The braided rivers of the Canterbury Plains of New Zealand provide an example of fluvial response to increasing gradient caused by shortening of the channel (Leckie, 1994). The Canterbury Plains consist of coalescing alluvial fans, built during glacial episodes by the Rangitata, Ashburton, Rakaia, and Waimakariri rivers. All of these flow from the Southern Alps. Along the coast, the shoreline is retreating by about 1 m per year, and there are wave-cut cliffs up to 25 m high. The rivers are incising by up to 4 mm per year, with zones of incision extending 8–15 km inland. Upstream of this point, there is a zone of negligible incision, where the rivers flow at the original surface of the Plain.
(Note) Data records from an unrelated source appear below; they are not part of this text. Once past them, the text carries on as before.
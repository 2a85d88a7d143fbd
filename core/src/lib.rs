// Courier Core Library
// Correlated request/reply messaging between the client and its counterpart process

pub mod channel;
pub mod config;
pub mod correlation;
pub mod envelope;
pub mod subsystem;
pub mod telemetry;
pub mod transport;

// Export core types
pub use channel::{BindingStats, ChannelBinding, ChannelName, ChannelRegistry};
pub use config::CourierConfig;
pub use correlation::{CorrelationRegistry, PendingReply, ReplyObserver};
pub use envelope::{Delivery, InboundEvent, ReplyEnvelope, RequestEnvelope, RequestId};
pub use subsystem::{CircuitClient, HotkeyClient, MemberClient, SubsystemClient};
pub use transport::{ChannelHandle, InboundHandler, MemoryPeer, MemoryTransport, Transport};

use std::sync::atomic::{AtomicU64, Ordering};
use std::sync::Arc;

use serde_json::Value;

// Error types
use thiserror::Error;

#[derive(Error, Debug)]
pub enum CourierError {
    #[error("Unknown channel: {0}")]
    UnknownChannel(String),

    #[error("Subsystem not initialized: {0}")]
    NotInitialized(ChannelName),

    #[error("Transport error: {0}")]
    Transport(String),

    #[error("Channel closed: {0}")]
    ChannelClosed(ChannelName),

    #[error("Channel {channel} already bound by {bound_by}")]
    ChannelAlreadyBound {
        channel: ChannelName,
        bound_by: String,
    },

    #[error("Binding for {0} does not route replies to this registry")]
    Misrouted(ChannelName),

    #[error("Request {0} cancelled")]
    Cancelled(RequestId),

    #[error("Request {0} expired without reply")]
    Expired(RequestId),

    #[error("Request {0} timed out")]
    Timeout(RequestId),

    #[error("Config error: {0}")]
    Config(String),

    #[error("IO error: {0}")]
    Io(#[from] std::io::Error),

    #[error("Serialization error: {0}")]
    Serialization(#[from] serde_json::Error),
}

impl CourierError {
    /// Convert to error code string
    pub fn code(&self) -> &'static str {
        match self {
            CourierError::UnknownChannel(_) => "UNKNOWN_CHANNEL",
            CourierError::NotInitialized(_) => "NOT_INITIALIZED",
            CourierError::Transport(_) => "TRANSPORT_ERROR",
            CourierError::ChannelClosed(_) => "CHANNEL_CLOSED",
            CourierError::ChannelAlreadyBound { .. } => "CHANNEL_ALREADY_BOUND",
            CourierError::Misrouted(_) => "MISROUTED",
            CourierError::Cancelled(_) => "CANCELLED",
            CourierError::Expired(_) => "EXPIRED",
            CourierError::Timeout(_) => "TIMEOUT",
            CourierError::Config(_) => "CONFIG_ERROR",
            CourierError::Io(_) => "IO_ERROR",
            CourierError::Serialization(_) => "SERIALIZATION_ERROR",
        }
    }
}

pub type Result<T> = std::result::Result<T, CourierError>;

/// Composition root: one channel registry and one client per subsystem.
///
/// Build a single `Courier` per process and share it by reference.
pub struct Courier {
    config: CourierConfig,
    channels: ChannelRegistry,
    pub circuits: CircuitClient,
    pub members: MemberClient,
    pub hotkeys: HotkeyClient,
    notify_seq: AtomicU64,
}

impl Courier {
    pub fn new(transport: Arc<dyn Transport>, config: CourierConfig) -> Self {
        Self {
            circuits: CircuitClient::new(config.owner.clone()),
            members: MemberClient::new(config.owner.clone()),
            hotkeys: HotkeyClient::new(config.owner.clone()),
            channels: ChannelRegistry::new(transport),
            notify_seq: AtomicU64::new(1),
            config,
        }
    }

    /// Bind every subsystem channel. Safe to call repeatedly.
    pub fn init(&self) -> Result<()> {
        tracing::info!(target: "courier", owner = %self.config.owner, "Initializing Courier...");

        self.circuits.init(&self.channels)?;
        self.members.init(&self.channels)?;
        self.hotkeys.init(&self.channels)?;
        self.channels
            .create_channel(ChannelName::Notifications, &self.config.owner, None)?;

        tracing::info!(target: "courier", channels = self.channels.len(), "Courier initialized");
        Ok(())
    }

    pub fn config(&self) -> &CourierConfig {
        &self.config
    }

    pub fn channels(&self) -> &ChannelRegistry {
        &self.channels
    }

    fn subsystems(&self) -> [&SubsystemClient; 3] {
        [
            self.circuits.subsystem(),
            self.members.subsystem(),
            self.hotkeys.subsystem(),
        ]
    }

    /// Fire-and-forget envelope on the notifications channel. No reply is
    /// expected or tracked.
    pub fn notify(&self, kind: &str, payload: Value) -> Result<RequestId> {
        let binding = self
            .channels
            .get(ChannelName::Notifications)
            .ok_or(CourierError::NotInitialized(ChannelName::Notifications))?;
        let id = RequestId(self.notify_seq.fetch_add(1, Ordering::Relaxed));
        binding.send(&RequestEnvelope::new(id, kind, payload))?;
        Ok(id)
    }

    /// Await `pending`, bounded by `reply_timeout_ms` when configured. On
    /// timeout the request is withdrawn from its registry.
    pub async fn resolve(&self, pending: PendingReply) -> Result<Delivery> {
        let Some(limit) = self.config.reply_timeout() else {
            return pending.await;
        };
        let id = pending.id();
        let channel = pending.channel();
        match tokio::time::timeout(limit, pending).await {
            Ok(outcome) => outcome,
            Err(_) => {
                if let Some(subsystem) = self
                    .subsystems()
                    .into_iter()
                    .find(|s| s.channel() == channel)
                {
                    subsystem.registry().cancel(id);
                }
                tracing::warn!(target: "courier", channel = %channel, id = %id, "Reply timed out");
                Err(CourierError::Timeout(id))
            }
        }
    }

    /// Total requests awaiting a reply across all subsystems.
    pub fn pending_total(&self) -> usize {
        self.subsystems().iter().map(|s| s.pending()).sum()
    }

    /// Drop requests older than `pending_max_age_ms`. Does nothing when the
    /// age is not configured.
    pub fn sweep_expired(&self) -> usize {
        let Some(max_age) = self.config.pending_max_age() else {
            return 0;
        };
        self.subsystems()
            .iter()
            .map(|s| s.registry().expire_older_than(max_age))
            .sum()
    }

    /// Logs every request still pending; they will never be answered.
    pub fn shutdown(&self) {
        tracing::info!(target: "courier", "Shutting down Courier...");
        for subsystem in self.subsystems() {
            let outstanding = subsystem.registry().pending_ids();
            if !outstanding.is_empty() {
                tracing::warn!(
                    target: "courier",
                    channel = %subsystem.channel(),
                    count = outstanding.len(),
                    ids = ?outstanding,
                    "Requests still pending at shutdown"
                );
            }
        }
        tracing::info!(target: "courier", "Courier shut down");
    }
}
A similar result occurs if a main channel shifts laterally across its floodplain thereby either lengthening or shortening a tributary channel. A lateral shift of a channel from one side of its floodplain to the other shortens streams on one side and lengthens them on the other. This causes degradation on one side and aggradation on the other, as gradients are steepened and made gentler.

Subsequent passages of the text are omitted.